▶ _Work task_
Copy only this range: the line with "whole cache capacity" through the final line of the material, inclusive at both ends.

● ● ● ●

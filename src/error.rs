//! Error types for the adaptive cache
//!
//! Provides unified error handling using thiserror. None of these cross the
//! public `set`/`get`/`delete` boundary; they are collapsed to `bool`/`None`
//! there and only surface through `try_set` and the event listener.

use thiserror::Error;

// == Storage Error Enum ==
/// Failures reported by the persistent medium.
#[derive(Error, Debug, Clone, PartialEq, Eq)]
pub enum StorageError {
    /// The medium's own quota cannot hold the write
    #[error("Storage quota exceeded: needed {needed} bytes, {available} available")]
    QuotaExceeded { needed: usize, available: usize },

    /// The medium refused the operation for another reason
    #[error("Storage unavailable: {0}")]
    Unavailable(String),
}

// == Cache Error Enum ==
/// Unified error type for cache operations.
#[derive(Error, Debug)]
pub enum CacheError {
    /// A single entry is larger than the whole cache capacity
    #[error("Entry of {size} bytes exceeds cache capacity of {capacity} bytes")]
    EntryTooLarge { size: usize, capacity: usize },

    /// The medium rejected a write or delete
    #[error(transparent)]
    Storage(#[from] StorageError),

    /// Payload could not be encoded or decoded
    #[error("Serialization error: {0}")]
    Serialization(#[from] serde_json::Error),
}

// == Result Type Alias ==
/// Convenience Result type for the cache.
pub type Result<T> = std::result::Result<T, CacheError>;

● ● ● ●

▶ _Answer box_
    /// A single entry is larger than the whole cache capacity
    #[error("Entry of {size} bytes exceeds cache capacity of {capacity} bytes")]
    EntryTooLarge { size: usize, capacity: usize },

    /// The medium rejected a write or delete
    #[error(transparent)]
    Storage(#[from] StorageError),

    /// Payload could not be encoded or decoded
    #[error("Serialization error: {0}")]
    Serialization(#[from] serde_json::Error),
}

// == Result Type Alias ==
/// Convenience Result type for the cache.
pub type Result<T> = std::result::Result<T, CacheError>;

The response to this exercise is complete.